Answers for the end of the Book

  

I. What is rent seeking? Why does it lead to inefficient outcomes? Briefly explain the relevance of rent seeking to inefficiencies associated with two of the following:

Rent seeking is the bearing of costs in order to gain at someone else's expense--to transfer value from another person to the person bearing the costs. It is inefficient because individuals have an incentive to bear costs that benefit themselves even when they produce no net benefit, hence when bearing them is inefficient.

A. Burglary

The burglar spends time and money transferring goods from other people to himself; potential victims spend time and money trying to prevent such transfers. The transfer itself may be a wash (is a wash if what is stolen is money--goods are likely to be worth more to their owner than to the thief), but the expenditures on transferring and preventing the transfer are a net loss--rent seeking.

B. Monopoly

Firms bear costs competing to become the monopolist--for instance, by entering a field early inorder to preempt potential competition.

C. Speculation

Speculators spend money acquiring information in order that they, rather than other people, will own goods when their prices go up.

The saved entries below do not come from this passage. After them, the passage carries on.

//! Engine data structures: scene graph, geometry, materials and textures.
//!
//! This module contains the core data types for scene representation:
//!
//! - `scene_graph` is the arena holding every node, its transform and metadata
//! - `geometry` holds the raw vertex data of the pieces waiting to be combined
//! - `material` describes source materials and their texture identities
//! - `instance` holds transforms and the instance handles left by combining
//! - `model` contains vertex layouts and GPU meshes
//! - `texture` contains GPU texture wrapper and creation utilities

pub mod geometry;
pub mod instance;
pub mod material;
pub mod model;
pub mod scene_graph;
pub mod texture;
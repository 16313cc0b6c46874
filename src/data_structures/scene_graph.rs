//! Scene graph and hierarchical scene organization.
//!
//! The graph is an arena: nodes live in one `Vec` and refer to each other by
//! [`NodeId`]. Combining rewrites nodes in place (a geometry piece becomes a
//! transform-only instance node), so parent links and children survive without
//! any reparenting.
//!
//! World matrices are propagated with an explicit stack instead of recursion and
//! every node whose world matrix changed is queued until the frame driver drains
//! the queue with [`SceneGraph::drain_world_matrix_changes`].

use cgmath::SquareMatrix;
use log::warn;

use crate::{
    data_structures::{geometry::GeometryPiece, instance::Transform, material::MaterialId},
    metadata::CombineMetadata,
};

/// Index of a node in its [`SceneGraph`].
#[derive(Clone, Copy, Debug, PartialEq, Eq, Hash, PartialOrd, Ord)]
pub struct NodeId(pub(crate) usize);

impl NodeId {
    pub fn index(self) -> usize {
        self.0
    }
}

impl std::fmt::Display for NodeId {
    fn fmt(&self, f: &mut std::fmt::Formatter<'_>) -> std::fmt::Result {
        write!(f, "#{}", self.0)
    }
}

#[derive(Debug)]
pub enum NodeKind {
    /// Root or grouping node. Never combined.
    Anchor,
    /// Transform only. Instance nodes left by the combiner are of this kind.
    Transform,
    /// Drawable geometry that has not been combined yet.
    Piece(GeometryPiece),
    /// Stand-in for the combined mesh with this index in the combine output.
    Batch(usize),
    /// Disabled placeholder keeping a material slot alive across export.
    MaterialSlot(MaterialId),
}

#[derive(Debug)]
pub struct Node {
    pub name: String,
    pub kind: NodeKind,
    pub enabled: bool,
    /// `None` for nodes that never draw anything.
    pub visible: Option<bool>,
    pub metadata: CombineMetadata,
    parent: Option<NodeId>,
    children: Vec<NodeId>,
    local: Transform,
    world: cgmath::Matrix4<f32>,
    dirty: bool,
}

impl Node {
    fn new(name: impl Into<String>, kind: NodeKind, local: Transform) -> Self {
        let visible = match kind {
            NodeKind::Piece(_) | NodeKind::Batch(_) => Some(true),
            NodeKind::Anchor | NodeKind::Transform | NodeKind::MaterialSlot(_) => None,
        };
        Self {
            name: name.into(),
            kind,
            enabled: true,
            visible,
            metadata: CombineMetadata::default(),
            parent: None,
            children: Vec::new(),
            local,
            world: cgmath::Matrix4::identity(),
            dirty: true,
        }
    }

    pub fn parent(&self) -> Option<NodeId> {
        self.parent
    }

    pub fn children(&self) -> &[NodeId] {
        &self.children
    }

    pub fn local_transform(&self) -> &Transform {
        &self.local
    }

    pub fn world_matrix(&self) -> cgmath::Matrix4<f32> {
        self.world
    }

    pub fn piece(&self) -> Option<&GeometryPiece> {
        match &self.kind {
            NodeKind::Piece(piece) => Some(piece),
            _ => None,
        }
    }
}

#[derive(Debug, Default)]
pub struct SceneGraph {
    nodes: Vec<Node>,
    changed: Vec<NodeId>,
}

impl SceneGraph {
    pub fn new() -> Self {
        Self::default()
    }

    fn push(&mut self, node: Node, parent: Option<NodeId>) -> NodeId {
        let id = NodeId(self.nodes.len());
        self.nodes.push(node);
        if let Some(parent) = parent {
            self.set_parent(id, Some(parent));
        }
        id
    }

    pub fn add_anchor(&mut self, name: impl Into<String>, parent: Option<NodeId>) -> NodeId {
        self.push(Node::new(name, NodeKind::Anchor, Transform::new()), parent)
    }

    pub fn add_transform(
        &mut self,
        name: impl Into<String>,
        local: Transform,
        parent: Option<NodeId>,
    ) -> NodeId {
        self.push(Node::new(name, NodeKind::Transform, local), parent)
    }

    pub fn add_piece(
        &mut self,
        name: impl Into<String>,
        piece: GeometryPiece,
        local: Transform,
        parent: Option<NodeId>,
    ) -> NodeId {
        self.push(Node::new(name, NodeKind::Piece(piece), local), parent)
    }

    pub fn add_batch(&mut self, name: impl Into<String>, mesh: usize, parent: NodeId) -> NodeId {
        self.push(
            Node::new(name, NodeKind::Batch(mesh), Transform::new()),
            Some(parent),
        )
    }

    pub fn add_material_slot(
        &mut self,
        name: impl Into<String>,
        material: MaterialId,
        parent: NodeId,
    ) -> NodeId {
        let mut node = Node::new(name, NodeKind::MaterialSlot(material), Transform::new());
        node.enabled = false;
        self.push(node, Some(parent))
    }

    pub fn len(&self) -> usize {
        self.nodes.len()
    }

    pub fn is_empty(&self) -> bool {
        self.nodes.is_empty()
    }

    pub fn get(&self, id: NodeId) -> Option<&Node> {
        self.nodes.get(id.0)
    }

    pub fn get_mut(&mut self, id: NodeId) -> Option<&mut Node> {
        self.nodes.get_mut(id.0)
    }

    /// All ids in creation order.
    pub fn ids(&self) -> impl Iterator<Item = NodeId> + '_ {
        (0..self.nodes.len()).map(NodeId)
    }

    pub fn roots(&self) -> Vec<NodeId> {
        self.ids()
            .filter(|id| self.nodes[id.0].parent.is_none())
            .collect()
    }

    /// Move `child` under `parent` (or detach it). Cycles are refused.
    pub fn set_parent(&mut self, child: NodeId, parent: Option<NodeId>) -> bool {
        if child.0 >= self.nodes.len() || parent.is_some_and(|p| p.0 >= self.nodes.len()) {
            warn!("cannot parent {} to {:?}: unknown node", child, parent);
            return false;
        }
        if let Some(parent) = parent {
            let mut cursor = Some(parent);
            while let Some(id) = cursor {
                if id == child {
                    warn!("refusing to parent {} to its own descendant {}", child, parent);
                    return false;
                }
                cursor = self.nodes[id.0].parent;
            }
        }
        if let Some(old) = self.nodes[child.0].parent.take() {
            self.nodes[old.0].children.retain(|c| *c != child);
        }
        if let Some(parent) = parent {
            self.nodes[parent.0].children.push(child);
        }
        self.nodes[child.0].parent = parent;
        self.nodes[child.0].dirty = true;
        true
    }

    pub fn set_local_transform(&mut self, id: NodeId, local: Transform) {
        if let Some(node) = self.nodes.get_mut(id.0) {
            node.local = local;
            node.dirty = true;
        } else {
            warn!("set_local_transform on unknown node {}", id);
        }
    }

    pub fn world_matrix(&self, id: NodeId) -> Option<cgmath::Matrix4<f32>> {
        self.get(id).map(|node| node.world)
    }

    /// Recompute the world matrix of every node whose local transform, or an
    /// ancestor's, changed since the last call. Changed nodes are queued.
    pub fn update_world_matrices(&mut self) {
        let mut stack: Vec<(NodeId, cgmath::Matrix4<f32>, bool)> = self
            .roots()
            .into_iter()
            .rev()
            .map(|id| (id, cgmath::Matrix4::identity(), false))
            .collect();
        while let Some((id, parent_world, parent_changed)) = stack.pop() {
            let node = &mut self.nodes[id.0];
            let changed = node.dirty || parent_changed;
            if changed {
                node.world = parent_world * node.local.to_matrix();
                node.dirty = false;
                self.changed.push(id);
            }
            let world = node.world;
            for child in node.children.iter().rev() {
                stack.push((*child, world, changed));
            }
        }
    }

    /// Nodes whose world matrix changed since the previous drain.
    pub fn drain_world_matrix_changes(&mut self) -> Vec<NodeId> {
        std::mem::take(&mut self.changed)
    }

    /// `root` followed by all of its descendants in preorder.
    pub fn descendants(&self, root: NodeId) -> Vec<NodeId> {
        let mut out = Vec::new();
        if root.0 >= self.nodes.len() {
            return out;
        }
        let mut stack = vec![root];
        while let Some(id) = stack.pop() {
            out.push(id);
            stack.extend(self.nodes[id.0].children.iter().rev().copied());
        }
        out
    }

    /// Turn a piece node into a transform-only node and hand back its geometry.
    ///
    /// The node keeps its id, transform, parent and children.
    pub fn take_piece(&mut self, id: NodeId) -> Option<GeometryPiece> {
        let node = self.nodes.get_mut(id.0)?;
        if !matches!(node.kind, NodeKind::Piece(_)) {
            return None;
        }
        match std::mem::replace(&mut node.kind, NodeKind::Transform) {
            NodeKind::Piece(piece) => {
                node.visible = None;
                Some(piece)
            }
            _ => None,
        }
    }

    pub fn set_enabled(&mut self, id: NodeId, enabled: bool) {
        if let Some(node) = self.nodes.get_mut(id.0) {
            node.enabled = enabled;
        }
    }

    /// Only drawable nodes carry a visibility flag; others ignore the call.
    pub fn set_visible(&mut self, id: NodeId, visible: bool) {
        if let Some(node) = self.nodes.get_mut(id.0) {
            if node.visible.is_some() {
                node.visible = Some(visible);
            }
        }
    }

    pub fn find_by_name(&self, name: &str) -> Option<NodeId> {
        self.ids().find(|id| self.nodes[id.0].name == name)
    }
}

The expenditure is designed to produce a transfer, hence is a net cost. The case is complicated by the fact that the same activity produces an indirect benefit, as people adjust their behavior to take account of the information revealed by the price changes produced by the speculator.

D. Efficient punishment

A sufficiently efficient punishment transfers from the convicted offender to someone else. That someone else then has an incentive so spend resources catching and convicting people in order to punish them--whether or not they are guilty.